Sewer mining is defined as the process of tapping into a sewer (before or after it reaches the sewage-treatment plant) and extracting the sewage so that it can be treated in a separate treatment facility and put to another use as recycled water (Sydney Water, How to Establish a Sewer Mining Operation, May 2006).[14] Although the production and supply of recycled water could be undertaken by the sewerage service provider, sewer mining is normally associated with third-party access by persons who either use the recycled water for their own purposes or supply it to others. In that sense, sewer miners are a subset of a wider class, known as third-party access seekers. Sewer miners engage in sewer mining by virtue of a contractual agreement with the public water infrastructure owner (for example, Sydney Water).
To date, sewer miners have established sewer-mining operations either over or adjacent to the sewer main on their own land. They have recycled the sewage at that venue and then piped the recycled water to the point of usage.[15] Several schemes of this nature are located on golf courses, where there is a demand for the product and enough space to build sewer-mining operations sufficiently distant from residents.[16] Nevertheless, sewer mining, particularly on a large scale, is still in its infancy despite the sewage farms begun at Botany Bay in the 1960s and the Werribbee Treatment Plant, noted by Dingle in Chapter 1.
Sewer mining does not involve third parties using the infrastructure owner’s sewerage pipes to provide a competing sewage-removal service by transporting wastewater. Hence, a sewer miner would not contract directly with the incumbent’s customers for the provision of a sewerage service, whereas the third-party access seeker who becomes a competitive service provider will do so. Accordingly, the third-party sewerage service competitor will be responsible for extracting a designated volume of sewage from the sewerage network commensurate with the input of the customers with whom the third-party has contracted to supply sewerage services.
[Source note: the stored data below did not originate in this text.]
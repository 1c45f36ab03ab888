//! Post-processing filters over cost rasters and corridors

mod low_gradient;

pub use low_gradient::{laplacian8, low_gradient_mask, LowGradient, LowGradientParams, DEFAULT_LOW_GRADIENT_THRESHOLD};
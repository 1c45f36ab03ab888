//! Corridors through a set of waypoints

use geo::Point;
use serde::{Deserialize, Serialize};
use tracing::debug;
use travesia_core::{Mask, Raster, Result};

use super::extract::{corridor, Corridor};
use super::schedule::CorridorParams;
use super::waypoints::{analysis_region, order_waypoints, Waypoints};
use crate::cost::{cumulative_cost, rasterize_points, CumulativeCostParams};
use crate::filter::{low_gradient_mask, DEFAULT_LOW_GRADIENT_THRESHOLD};
use crate::maybe_rayon::*;

/// Parameters for [`corridor_network`]
#[derive(Debug, Clone, PartialEq, Serialize, Deserialize)]
#[serde(default)]
pub struct NetworkParams {
    pub corridor: CorridorParams,
    /// Region of interest half side as a multiple of the start-end distance
    pub cushion: f64,
    pub low_gradient_threshold: f64,
    /// Also compute corridors between consecutive waypoints
    pub segments: bool,
}

impl Default for NetworkParams {
    fn default() -> Self {
        Self {
            corridor: CorridorParams::default(),
            cushion: 1.1,
            low_gradient_threshold: DEFAULT_LOW_GRADIENT_THRESHOLD,
            segments: false,
        }
    }
}

/// One corridor between two anchors
#[derive(Debug, Clone)]
pub struct CorridorLeg {
    /// `start-1`, `1-2`, ..., `n-end`, or `start-end`
    pub label: String,
    pub from: Point<f64>,
    pub to: Point<f64>,
    pub corridor: Corridor,
    /// Flat cells of the cost surface inside the corridor
    pub low_gradient: Mask,
}

/// Result of [`corridor_network`]
#[derive(Debug, Clone)]
pub struct CorridorNetwork {
    pub waypoints: Waypoints,
    pub region: Mask,
    /// Propagation bound used for every cumulative cost field
    pub radius: f64,
    /// Consecutive-waypoint corridors, empty unless requested
    pub segments: Vec<CorridorLeg>,
    /// Direct start-end corridor, computed independently of the segments
    pub complete: CorridorLeg,
}

fn leg_label(index: usize, legs: usize) -> String {
    let from = if index == 0 { "start".to_string() } else { index.to_string() };
    let to = if index + 1 == legs { "end".to_string() } else { (index + 1).to_string() };
    format!("{}-{}", from, to)
}

/// Corridors through `points` over the cost surface `cost`.
///
/// The two points furthest apart become start and end; the rest are visited
/// in order of distance from the start. The search is limited to a square
/// region around the start, and each anchor's cumulative cost field is
/// computed once and shared by every leg that uses it.
pub fn corridor_network(cost: &Raster<f64>, points: &[Point<f64>], params: &NetworkParams) -> Result<CorridorNetwork> {
    let waypoints = order_waypoints(points, cost.is_geographic())?;
    let roi = analysis_region(waypoints.start, waypoints.end, cost, params.cushion)?;
    let clipped = cost.clip_to_mask(&roi.mask)?;
    let propagation = CumulativeCostParams {
        max_distance: Some(roi.radius),
    };

    let anchors = if params.segments {
        waypoints.ordered()
    } else {
        vec![waypoints.start, waypoints.end]
    };
    let fields: Vec<Raster<f64>> = anchors
        .clone()
        .into_par_iter()
        .map(|p| cumulative_cost(&clipped, &rasterize_points(&clipped, &[p]), propagation))
        .collect::<Result<Vec<_>>>()?;
    debug!(anchors = fields.len(), radius = roi.radius, "anchor fields ready");

    let leg = |label: String, a: usize, b: usize| -> Result<CorridorLeg> {
        let corridor = corridor(&fields[a], &fields[b], &roi.mask, &params.corridor)?;
        let low_gradient = low_gradient_mask(&clipped, &corridor.mask, params.low_gradient_threshold)?;
        Ok(CorridorLeg {
            label,
            from: anchors[a],
            to: anchors[b],
            corridor,
            low_gradient,
        })
    };

    let last = anchors.len() - 1;
    let segments = if params.segments {
        (0..last)
            .into_par_iter()
            .map(|i| leg(leg_label(i, last), i, i + 1))
            .collect::<Result<Vec<_>>>()?
    } else {
        Vec::new()
    };
    let complete = leg("start-end".to_string(), 0, last)?;

    Ok(CorridorNetwork {
        waypoints,
        region: roi.mask,
        radius: roi.radius,
        segments,
        complete,
    })
}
The extraction proportion is likely to be calculated on the basis of the third-party access seeker’s proportion of all sewage at a given time or alternatively on the basis of an agreed volume, extracted at a fixed rate (Sydney Water Network Access Agreement, August 2007, cl 8.1).[17] Either way, the alternative sewerage-service provider may not vary, at will, the amount of sewage taken from the system. Further, the provider will be responsible for treating and disposing of its sewage share according to approved standards. Technically, third-party access seekers could provide a sewage-removal service without also engaging in recycling. However, we suspect that the potential profits of water recycling would be a substantial incentive for third-party access seekers endeavouring to gain access to provide a competing sewerage service.
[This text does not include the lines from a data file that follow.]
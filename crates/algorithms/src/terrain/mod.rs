//! Terrain derivatives feeding the cost surface
//!
//! - Slope: steepness of the elevation surface
//! - Aspect: compass bearing the slope faces (direction of steepest descent)

mod aspect;
mod horn;
mod slope;

pub use aspect::{aspect, Aspect, FLAT_ASPECT};
pub use horn::EdgeMode;
pub(crate) use horn::METERS_PER_DEGREE;
pub use slope::{slope, Slope, SlopeParams, SlopeUnits};
//! Low-gradient (locally flat) areas
//!
//! Unnormalised 8-neighbour Laplacian:
//!
//! ```text
//! 1  1  1
//! 1 -8  1
//! 1  1  1
//! ```
//!
//! Neighbours that are absent or off the grid are skipped, which is the same
//! as replicating the centre value there.

use crate::maybe_rayon::*;
use travesia_core::raster::Connectivity;
use travesia_core::{Algorithm, Error, Mask, Raster, Result};

/// Flatness threshold used by the corridor scripts
pub const DEFAULT_LOW_GRADIENT_THRESHOLD: f64 = 0.02;

/// 8-neighbour Laplacian response; absent centres stay absent.
pub fn laplacian8(raster: &Raster<f64>) -> Result<Raster<f64>> {
    let (rows, cols) = raster.shape();

    let data: Vec<f64> = (0..rows)
        .into_par_iter()
        .flat_map(|row| {
            (0..cols)
                .map(|col| {
                    let Some(center) = raster.value_at(row, col) else {
                        return f64::NAN;
                    };
                    Connectivity::Eight
                        .neighbors(row, col, rows, cols)
                        .filter_map(|(r, c, _)| raster.value_at(r, c))
                        .map(|v| v - center)
                        .sum::<f64>()
                })
                .collect::<Vec<_>>()
        })
        .collect();

    raster.derive(data, Some(f64::NAN))
}

/// Cells of `raster` inside `region` with `|laplacian| <= threshold`.
///
/// The raster is clipped to the region before filtering, so cells outside
/// the region do not influence the response at its border.
pub fn low_gradient_mask(raster: &Raster<f64>, region: &Mask, threshold: f64) -> Result<Mask> {
    if threshold.is_nan() || threshold < 0.0 {
        return Err(Error::InvalidParameter {
            name: "threshold",
            value: threshold.to_string(),
            reason: "must be non-negative".into(),
        });
    }
    let clipped = raster.clip_to_mask(region)?;
    Ok(laplacian8(&clipped)?.select(|v| v.abs() <= threshold))
}

/// Parameters for [`LowGradient`]
#[derive(Debug, Clone, Copy)]
pub struct LowGradientParams {
    pub threshold: f64,
}

impl Default for LowGradientParams {
    fn default() -> Self {
        Self {
            threshold: DEFAULT_LOW_GRADIENT_THRESHOLD,
        }
    }
}

/// Low-gradient mask as an [`Algorithm`]: input is `(raster, region)`.
#[derive(Debug, Clone, Default)]
pub struct LowGradient;

impl Algorithm for LowGradient {
    type Input = (Raster<f64>, Mask);
    type Output = Mask;
    type Params = LowGradientParams;
    type Error = Error;

    fn name(&self) -> &'static str {
        "LowGradient"
    }

    fn description(&self) -> &'static str {
        "Locally flat cells by thresholding the 8-neighbour Laplacian"
    }

    fn execute(&self, input: Self::Input, params: Self::Params) -> Result<Self::Output> {
        let (raster, region) = input;
        low_gradient_mask(&raster, &region, params.threshold)
    }
}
There may also be other attractions to becoming a competing sewerage-service provider. Although the infrastructure owner must be able to maintain adequate flows in the sewerage system for both the competing service provider and the sewer miner, the amount of sewage available to the sewer miner is more variable. Minimum operational flow requirements, the diurnal flow pattern of the system and existing commitments to the extraction of sewage up or down stream will determine how much sewage is available for the sewer miner to extract.[18] The available sewage will then be allocated on a first-come-first-served basis, giving sewer miners some security of resource access to their operation (Sydney Water, How to Establish a Sewer Mining Operation: August 2007: 1). However, Sydney Water offers no guarantee of the quantity or quality of the sewage available for sewer mining.
Accordingly, in the context of the wastewater industry, a third-party access seeker may compete with the incumbent service provider in the upstream market (sewage removal) or the downstream markets (sewage treatment and supply of recycled water). In the Sydney context, the sewer miner operates in the downstream markets and has not been seen as a direct competitor of the incumbent service provider, Sydney Water. This is probably because the supply of recycled water is a relatively new and small market and the sewer miners have assisted Sydney Water by saving sewage-treatment costs and supplying recycled water to displace demand for treated drinking water. However, the company, Services Sydney, sought third-party access to compete with Sydney Water in the established upstream market for sewage removal as well as the downstream markets of sewage treatment and, eventually, the supply of recycled water. This evoked a very different response from Sydney Water, perhaps because the proposal threatens its control of the newly perceived resource — sewage.